Omer Beydili, 20, a junior in his second semester, majoring in media studies and minoring in political science, and who is not a U.S. citizen, said that if he had had the option, he, too, would have voted for Stein. “I don’t really trust Hillary Clinton, but I would not vote for Trump for sure,” said Beydili, adding that he believed Trump is racist. “I am a Muslim. I think he is going to discriminate against us in the United States.”
And though Beydili, who was wearing blue jeans, a black T-shirt that read “He Istanbul” across the front, and navy blue sneakers when he was interviewed in a North Building media classroom, said he watched the presidential election until Trump won the Pennsylvania electoral vote. He went to bed hopeful that Clinton would win. Still, he said he wasn’t surprised at the election results.
“I was expecting it,” he said. “What I’m seeing right now in Europe is a basic global trend and that global trend is nationalism. We see that far right wing parties are actually coming to power. It’s the end of the progressive era and it’s the start of the conservative global trend.” Though both students expressed concern about Trump’s presidency, they remain hopeful.

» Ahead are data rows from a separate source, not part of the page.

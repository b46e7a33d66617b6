// Copyright (c) 2026 taskdeck contributors
// SPDX-License-Identifier: AGPL-3.0

//! Event stream port.
//!
//! A `StreamHandle` is the owned end of one task event subscription. It
//! yields zero or more `StreamUpdate::Event`s and at most one
//! `StreamUpdate::Failed`, after which it is dead. The producing side gets a
//! `StreamSender`; `StreamSender::fail` consumes the sender, so a producer
//! cannot report a second terminal error.
//!
//! Closing the handle (explicitly or by drop) cancels the producer and
//! discards anything still buffered: nothing is observable after `close()`.

use std::future::Future;

use tokio::sync::mpsc;
use tokio::task::JoinHandle;
use tokio_util::sync::CancellationToken;
use tracing::{debug, info};

use crate::domain::events::TaskEvent;
use crate::domain::task::TaskId;

/// Buffered updates per stream before the producer waits on the consumer.
pub const STREAM_BUFFER: usize = 64;

/// Opens task event streams. One call, one connection; no retries.
pub trait EventStreamOpener: Send + Sync {
    /// Start streaming events for `task_id`.
    ///
    /// `Err` means the stream could not even be constructed; the caller should
    /// fall back to polling right away. Connection failures are reported later
    /// through the handle.
    fn open(&self, task_id: &TaskId) -> Result<StreamHandle, StreamError>;
}

#[derive(Debug, Clone, PartialEq, Eq)]
pub enum StreamUpdate {
    Event(TaskEvent),
    Failed(StreamError),
}

#[derive(Debug, Clone, PartialEq, Eq, thiserror::Error)]
pub enum StreamError {
    #[error("Invalid stream endpoint: {0}")]
    InvalidEndpoint(String),

    #[error("Unauthorized")]
    Unauthorized,

    #[error("Stream rejected with HTTP {0}")]
    Rejected(u16),

    #[error("Stream transport error: {0}")]
    Transport(String),

    #[error("Stream ended")]
    Ended,
}

/// Producer side of a task event stream.
pub struct StreamSender {
    task_id: TaskId,
    tx: mpsc::Sender<StreamUpdate>,
    token: CancellationToken,
}

impl StreamSender {
    pub fn task_id(&self) -> &TaskId {
        &self.task_id
    }

    /// Resolves when the owning handle closes.
    pub async fn cancelled(&self) {
        self.token.cancelled().await
    }

    pub fn is_cancelled(&self) -> bool {
        self.token.is_cancelled() || self.tx.is_closed()
    }

    /// Parse a raw message body and forward it.
    ///
    /// Malformed JSON and unknown event types are dropped; the stream stays
    /// up. Returns `false` once nobody is listening anymore.
    pub async fn deliver(&self, data: &str) -> bool {
        match TaskEvent::parse(data) {
            Ok(TaskEvent::Unknown) => {
                debug!(task_id = %self.task_id, "Ignoring stream message with unknown type");
                !self.is_cancelled()
            }
            Ok(event) => self.send_event(event).await,
            Err(e) => {
                debug!(task_id = %self.task_id, error = %e, "Dropping malformed stream message");
                !self.is_cancelled()
            }
        }
    }

    pub async fn send_event(&self, event: TaskEvent) -> bool {
        self.send(StreamUpdate::Event(event)).await
    }

    /// Report the terminal error. Consumes the sender.
    pub async fn fail(self, error: StreamError) {
        let _ = self.send(StreamUpdate::Failed(error)).await;
    }

    async fn send(&self, update: StreamUpdate) -> bool {
        tokio::select! {
            biased;
            _ = self.token.cancelled() => false,
            sent = self.tx.send(update) => sent.is_ok(),
        }
    }
}

/// Owned subscription to one task's events.
pub struct StreamHandle {
    task_id: TaskId,
    receiver: Option<mpsc::Receiver<StreamUpdate>>,
    token: CancellationToken,
    producer: Option<JoinHandle<()>>,
}

impl StreamHandle {
    /// Spawn `producer` with the sending half and return the owning handle.
    pub fn spawn<F, Fut>(task_id: TaskId, producer: F) -> Self
    where
        F: FnOnce(StreamSender) -> Fut,
        Fut: Future<Output = ()> + Send + 'static,
    {
        let (tx, rx) = mpsc::channel(STREAM_BUFFER);
        let token = CancellationToken::new();
        let sender = StreamSender {
            task_id: task_id.clone(),
            tx,
            token: token.clone(),
        };
        let join = tokio::spawn(producer(sender));

        Self {
            task_id,
            receiver: Some(rx),
            token,
            producer: Some(join),
        }
    }

    pub fn task_id(&self) -> &TaskId {
        &self.task_id
    }

    /// False once closed or after the terminal error was yielded.
    pub fn is_open(&self) -> bool {
        self.receiver.is_some()
    }

    /// Next update, or `None` when the stream is dead or closed.
    ///
    /// A producer that stops without reporting an error is surfaced as
    /// `StreamError::Ended`, so the caller always learns the stream is gone.
    pub async fn next(&mut self) -> Option<StreamUpdate> {
        let receiver = self.receiver.as_mut()?;
        match receiver.recv().await {
            Some(StreamUpdate::Failed(error)) => {
                self.terminate();
                Some(StreamUpdate::Failed(error))
            }
            Some(update) => Some(update),
            None => {
                self.terminate();
                Some(StreamUpdate::Failed(StreamError::Ended))
            }
        }
    }

    /// Stop the stream. Safe to call repeatedly and before the connection is up.
    pub fn close(&mut self) {
        if self.receiver.is_none() && self.producer.is_none() {
            return;
        }
        info!(task_id = %self.task_id, "Closing task event stream");
        self.terminate();
    }

    fn terminate(&mut self) {
        self.token.cancel();
        self.receiver = None;
        if let Some(producer) = self.producer.take() {
            producer.abort();
        }
    }
}

impl Drop for StreamHandle {
    fn drop(&mut self) {
        self.close();
    }
}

Pantoja, who is a Mexican American, and whose mother was an illegal immigrant, said that although he was not happy with Trump’s policies, there is a part of him that is happy Trump won. “I think I was happy to see that people could actually make a difference in the election, so it kind of gave me hope for democracy,” Pantoja said. “It’s putting a negative face on the government instead of giving us this image of ‘everything’s okay.’ I feel like it’s going to bring more opportunities for people to be angry and realize what the government has been doing all along, which is using violence to protect the interest of a few, and I think that’s a positive even though it’s a negative.”
And Beydili, who said that he didn’t blame the media for Trump’s upset, said that Trump was a “media maniac” who used the media intelligently throughout the course of the election by saying what he knew many Americans wanted to hear.
“After the election, in his first speech, he actually said many great things about Hillary Clinton, but before the election we did not see it because the people did not want that,” Beydili said. “I think he’s going to change, he’s not going to be the same Donald Trump that we saw during the election and we should give him a chance. For the sake of America’s good, people should relax a little bit, give him a chance and see how he’s going to be as President.”